* WORK REQUEST: Return only the number of lines in the data below where the word "requests" appears.

* GIVEN RECORDS:
:::

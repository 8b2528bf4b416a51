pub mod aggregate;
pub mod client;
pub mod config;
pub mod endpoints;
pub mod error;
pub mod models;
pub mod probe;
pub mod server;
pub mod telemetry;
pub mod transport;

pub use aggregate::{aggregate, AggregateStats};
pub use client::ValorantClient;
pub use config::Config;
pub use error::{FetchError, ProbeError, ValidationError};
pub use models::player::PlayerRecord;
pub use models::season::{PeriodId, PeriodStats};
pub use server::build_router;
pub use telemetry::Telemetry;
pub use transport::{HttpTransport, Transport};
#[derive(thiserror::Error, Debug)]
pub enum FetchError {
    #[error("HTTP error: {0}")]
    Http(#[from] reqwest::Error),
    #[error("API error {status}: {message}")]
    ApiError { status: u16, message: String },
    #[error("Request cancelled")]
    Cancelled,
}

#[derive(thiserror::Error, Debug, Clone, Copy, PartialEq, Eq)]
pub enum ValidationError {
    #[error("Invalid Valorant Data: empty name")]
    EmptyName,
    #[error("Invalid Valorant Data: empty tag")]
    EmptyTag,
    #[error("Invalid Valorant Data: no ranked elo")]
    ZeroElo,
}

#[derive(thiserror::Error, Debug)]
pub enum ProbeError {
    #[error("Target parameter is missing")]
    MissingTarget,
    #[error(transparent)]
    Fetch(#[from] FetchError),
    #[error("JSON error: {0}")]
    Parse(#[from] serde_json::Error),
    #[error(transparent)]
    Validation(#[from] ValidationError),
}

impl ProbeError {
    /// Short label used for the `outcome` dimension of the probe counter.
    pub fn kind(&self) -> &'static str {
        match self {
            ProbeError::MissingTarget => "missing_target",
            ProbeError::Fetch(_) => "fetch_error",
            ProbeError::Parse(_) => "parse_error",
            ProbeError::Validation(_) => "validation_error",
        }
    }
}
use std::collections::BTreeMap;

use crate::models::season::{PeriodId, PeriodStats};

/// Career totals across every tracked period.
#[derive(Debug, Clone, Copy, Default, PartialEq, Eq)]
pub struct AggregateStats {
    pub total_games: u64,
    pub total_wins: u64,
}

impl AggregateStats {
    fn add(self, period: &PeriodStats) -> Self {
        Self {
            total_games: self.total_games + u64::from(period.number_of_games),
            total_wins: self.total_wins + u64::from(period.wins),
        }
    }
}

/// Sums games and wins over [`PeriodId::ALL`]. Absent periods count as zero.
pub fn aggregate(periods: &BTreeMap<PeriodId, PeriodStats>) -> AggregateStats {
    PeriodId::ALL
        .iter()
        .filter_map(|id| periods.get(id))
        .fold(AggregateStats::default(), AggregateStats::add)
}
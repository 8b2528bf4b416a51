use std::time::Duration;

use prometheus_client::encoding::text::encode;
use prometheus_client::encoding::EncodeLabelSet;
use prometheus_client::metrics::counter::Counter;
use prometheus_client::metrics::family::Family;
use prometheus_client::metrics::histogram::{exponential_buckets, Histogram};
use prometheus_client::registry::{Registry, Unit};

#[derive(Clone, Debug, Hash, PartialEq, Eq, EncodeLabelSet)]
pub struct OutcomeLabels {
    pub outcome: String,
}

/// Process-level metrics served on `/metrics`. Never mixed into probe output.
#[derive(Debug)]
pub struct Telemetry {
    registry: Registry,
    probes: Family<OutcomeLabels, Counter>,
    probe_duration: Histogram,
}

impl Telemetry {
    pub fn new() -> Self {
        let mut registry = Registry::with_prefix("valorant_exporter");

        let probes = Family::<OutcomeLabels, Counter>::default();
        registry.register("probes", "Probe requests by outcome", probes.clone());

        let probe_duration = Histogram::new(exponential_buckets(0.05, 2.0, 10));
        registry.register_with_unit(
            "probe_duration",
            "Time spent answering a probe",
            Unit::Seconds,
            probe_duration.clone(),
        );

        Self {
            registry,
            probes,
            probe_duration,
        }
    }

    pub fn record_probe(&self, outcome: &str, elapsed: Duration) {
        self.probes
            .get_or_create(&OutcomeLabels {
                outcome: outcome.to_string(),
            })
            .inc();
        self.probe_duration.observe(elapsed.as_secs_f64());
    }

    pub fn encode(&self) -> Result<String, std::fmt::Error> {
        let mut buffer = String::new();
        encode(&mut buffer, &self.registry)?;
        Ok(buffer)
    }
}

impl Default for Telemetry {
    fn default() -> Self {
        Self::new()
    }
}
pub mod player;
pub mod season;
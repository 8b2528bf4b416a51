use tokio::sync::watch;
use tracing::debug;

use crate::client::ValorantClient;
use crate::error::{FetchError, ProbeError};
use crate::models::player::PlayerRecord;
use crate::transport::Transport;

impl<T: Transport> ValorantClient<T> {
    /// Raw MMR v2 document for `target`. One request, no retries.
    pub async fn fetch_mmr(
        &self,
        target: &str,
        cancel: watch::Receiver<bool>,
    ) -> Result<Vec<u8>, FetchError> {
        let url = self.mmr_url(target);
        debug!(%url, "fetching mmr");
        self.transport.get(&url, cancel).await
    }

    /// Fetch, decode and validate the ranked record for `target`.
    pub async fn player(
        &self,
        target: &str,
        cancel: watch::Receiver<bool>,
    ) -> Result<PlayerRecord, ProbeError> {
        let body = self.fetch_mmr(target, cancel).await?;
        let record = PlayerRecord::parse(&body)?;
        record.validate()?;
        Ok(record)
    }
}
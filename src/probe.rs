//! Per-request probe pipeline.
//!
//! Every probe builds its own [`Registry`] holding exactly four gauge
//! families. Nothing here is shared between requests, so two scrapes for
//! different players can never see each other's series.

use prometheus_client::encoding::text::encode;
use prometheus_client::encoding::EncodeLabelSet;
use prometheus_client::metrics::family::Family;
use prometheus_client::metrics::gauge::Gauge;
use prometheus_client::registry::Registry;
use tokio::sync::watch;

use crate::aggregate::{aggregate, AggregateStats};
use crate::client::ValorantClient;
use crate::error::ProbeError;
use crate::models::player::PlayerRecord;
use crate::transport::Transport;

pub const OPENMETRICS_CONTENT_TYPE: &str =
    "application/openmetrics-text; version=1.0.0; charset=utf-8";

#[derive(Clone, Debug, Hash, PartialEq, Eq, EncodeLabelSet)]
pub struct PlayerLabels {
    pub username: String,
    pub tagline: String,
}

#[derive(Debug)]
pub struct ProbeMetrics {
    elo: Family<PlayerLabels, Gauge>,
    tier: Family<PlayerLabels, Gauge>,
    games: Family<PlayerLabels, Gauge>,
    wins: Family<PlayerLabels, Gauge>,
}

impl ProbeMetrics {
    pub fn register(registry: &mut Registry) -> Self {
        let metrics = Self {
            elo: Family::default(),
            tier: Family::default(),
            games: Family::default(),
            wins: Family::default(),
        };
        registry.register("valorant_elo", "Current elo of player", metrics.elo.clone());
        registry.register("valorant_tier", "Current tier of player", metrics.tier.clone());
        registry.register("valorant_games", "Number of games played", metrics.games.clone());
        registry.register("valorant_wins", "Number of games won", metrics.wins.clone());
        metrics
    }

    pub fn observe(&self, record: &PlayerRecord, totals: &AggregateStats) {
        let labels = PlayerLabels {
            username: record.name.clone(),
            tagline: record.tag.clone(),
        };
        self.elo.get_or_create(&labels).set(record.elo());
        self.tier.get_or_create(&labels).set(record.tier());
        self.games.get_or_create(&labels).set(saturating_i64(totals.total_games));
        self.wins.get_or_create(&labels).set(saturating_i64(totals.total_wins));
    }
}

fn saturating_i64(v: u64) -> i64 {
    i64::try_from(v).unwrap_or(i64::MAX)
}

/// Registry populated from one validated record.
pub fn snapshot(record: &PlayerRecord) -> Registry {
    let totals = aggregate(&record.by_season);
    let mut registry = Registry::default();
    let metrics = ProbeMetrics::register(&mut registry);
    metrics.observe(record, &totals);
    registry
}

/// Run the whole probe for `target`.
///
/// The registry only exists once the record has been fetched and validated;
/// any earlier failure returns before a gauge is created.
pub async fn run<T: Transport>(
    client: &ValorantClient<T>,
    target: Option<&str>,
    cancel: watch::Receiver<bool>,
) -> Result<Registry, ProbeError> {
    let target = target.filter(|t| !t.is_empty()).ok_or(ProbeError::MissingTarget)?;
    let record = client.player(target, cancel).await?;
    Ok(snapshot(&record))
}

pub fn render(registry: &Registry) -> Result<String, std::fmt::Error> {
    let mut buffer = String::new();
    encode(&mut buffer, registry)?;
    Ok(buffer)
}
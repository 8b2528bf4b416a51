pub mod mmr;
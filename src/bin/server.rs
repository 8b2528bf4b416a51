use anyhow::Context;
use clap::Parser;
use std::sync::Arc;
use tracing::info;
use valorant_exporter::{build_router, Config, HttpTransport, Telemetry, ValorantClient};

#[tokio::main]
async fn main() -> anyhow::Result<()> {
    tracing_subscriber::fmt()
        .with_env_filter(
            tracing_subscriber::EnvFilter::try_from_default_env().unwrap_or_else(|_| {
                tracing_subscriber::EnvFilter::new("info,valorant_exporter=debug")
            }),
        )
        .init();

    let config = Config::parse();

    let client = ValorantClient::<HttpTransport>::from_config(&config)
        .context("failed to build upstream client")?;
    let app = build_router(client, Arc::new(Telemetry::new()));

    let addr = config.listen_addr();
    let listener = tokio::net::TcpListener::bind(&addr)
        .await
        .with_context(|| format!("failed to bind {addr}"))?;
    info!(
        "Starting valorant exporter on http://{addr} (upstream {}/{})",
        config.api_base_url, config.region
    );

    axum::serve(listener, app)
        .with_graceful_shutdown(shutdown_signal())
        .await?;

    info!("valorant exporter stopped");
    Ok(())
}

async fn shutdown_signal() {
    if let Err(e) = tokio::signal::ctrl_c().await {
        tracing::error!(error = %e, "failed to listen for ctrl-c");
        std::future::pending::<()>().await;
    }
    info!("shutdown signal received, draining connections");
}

:::

* YOUR RESPONSE: 2